Turning the colonial gaze back on the colonizers
June 15, 2020 5:06 PM   Subscribe

There had been paintings of hell before, showing people (much like the people for whom the paintings were made) undergoing various punishments for their sins. But this painting no longer represents generic humanity. Here, the tortured are marked as white Europeans, being punished by mostly swarthy monsters with distinctly exotic trappings drawn from the newly encountered inhabitants of the farthest ends of the world—all the way down the African coast, all the way across the (Atlantic) Western Ocean, and, possibly, as far as India. And the punishments seem to concentrate on the sins unleashed by the European expeditions, the sins of rapaciousness: lust, gluttony, and greed.
Hell is for White People: A painting from 1515 turns a mirror on its viewers
posted by Rumple (6 comments total) 38 users marked this as a favorite
 
like hell, the doors of whiteness are locked from the inside
posted by Countess Elena at 5:33 PM on June 15 [3 favorites]


Fascinating!
posted by The Underpants Monster at 5:41 PM on June 15 [1 favorite]

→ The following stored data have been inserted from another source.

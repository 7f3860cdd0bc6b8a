//! Error handler for converting AppError to HTTP responses.
//!
//! Client-fixable errors carry their messages in an `ApiErrors` body.
//! Server-side failures are logged here and answered with a generic message
//! so internal details never reach the client.

use axum::{
    Json,
    http::StatusCode,
    response::{IntoResponse, Response},
};

use crate::api::dto::ApiErrors;
use crate::error::AppError;

const INTERNAL_ERROR_MESSAGE: &str = "An internal error occurred";
const UNAVAILABLE_MESSAGE: &str = "Database connection unavailable";

impl IntoResponse for AppError {
    /// Converts an AppError into an HTTP response.
    ///
    /// # Status Code Mapping
    /// - NotFound → 404 NOT_FOUND, empty body
    /// - Validation → 400 BAD_REQUEST, one message per field
    /// - DuplicateEmail → 400 BAD_REQUEST, one message
    /// - BadRequest → 400 BAD_REQUEST
    /// - ConnectionPool → 503 SERVICE_UNAVAILABLE
    /// - InvalidArgument, Database, Configuration, Internal → 500
    fn into_response(self) -> Response {
        let status = error_to_status_code(&self);

        let body = match &self {
            AppError::NotFound { .. } => return status.into_response(),
            AppError::Validation { errors } => ApiErrors::from_field_errors(errors),
            AppError::DuplicateEmail => ApiErrors::single(self.to_string()),
            AppError::BadRequest { message } => ApiErrors::single(message.clone()),
            AppError::ConnectionPool { source } => {
                tracing::error!(error = %source, "Storage connection unavailable");
                ApiErrors::single(UNAVAILABLE_MESSAGE)
            }
            AppError::InvalidArgument { .. }
            | AppError::Database { .. }
            | AppError::Configuration { .. }
            | AppError::Internal { .. } => {
                tracing::error!(error = ?self, "Request failed with internal error");
                ApiErrors::single(INTERNAL_ERROR_MESSAGE)
            }
        };

        (status, Json(body)).into_response()
    }
}

/// Maps an AppError variant to its corresponding HTTP status code.
pub fn error_to_status_code(error: &AppError) -> StatusCode {
    match error {
        AppError::NotFound { .. } => StatusCode::NOT_FOUND,
        AppError::Validation { .. }
        | AppError::DuplicateEmail
        | AppError::BadRequest { .. } => StatusCode::BAD_REQUEST,
        AppError::ConnectionPool { .. } => StatusCode::SERVICE_UNAVAILABLE,
        AppError::InvalidArgument { .. }
        | AppError::Database { .. }
        | AppError::Configuration { .. }
        | AppError::Internal { .. } => StatusCode::INTERNAL_SERVER_ERROR,
    }
}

This is really interesting, thank you for posting.
posted by Dip Flash at 6:01 PM on June 15 [2 favorites]


Here, white people are the rapacious ones, the lusty ones, the ridiculous ones, and the defeated ones. Two faces, the albino monster to the left and the flame mask to the right, turn toward us as if to say, yes, I know you’re enjoying watching this, and have you considered this might be you?

This line really stood out to me as a reminder for today. Such an interesting and grotesque painting and thought provoking analysis. Thank you for sharing.
posted by kendrak at 10:52 PM on June 15 [3 favorites]


Several of the strange motifs—the figure with bent knee on a crutch, the pig orifice, the spurting fire, the beak-nosed figure, and the albino monster—are closely drawn from a triptych by Hieronymus Bosch that was in Portugal (probably in the Portuguese royal collection) at the time, and now hangs in the same museum as this painting.

That's odd because this was painted in 1515 and according to most sources the Bosch triptych was still in Spain and then brought to Lisbon in the mid-1500s.

My partner grew up in Lisbon and says this was one of her favorite paintings growing up. She is off right now doing more research on this painting - something she feels she should have done a long time ago.

Here's the Arte Antiga entry for the painting.
posted by vacapinta at 3:09 AM on June 16 [9 favorites]


I would love to see this in person. When I was in Lisbon I didn't know it existed, unfortunately; hopefully when travel returns to normal I can find a way to build this into a future trip.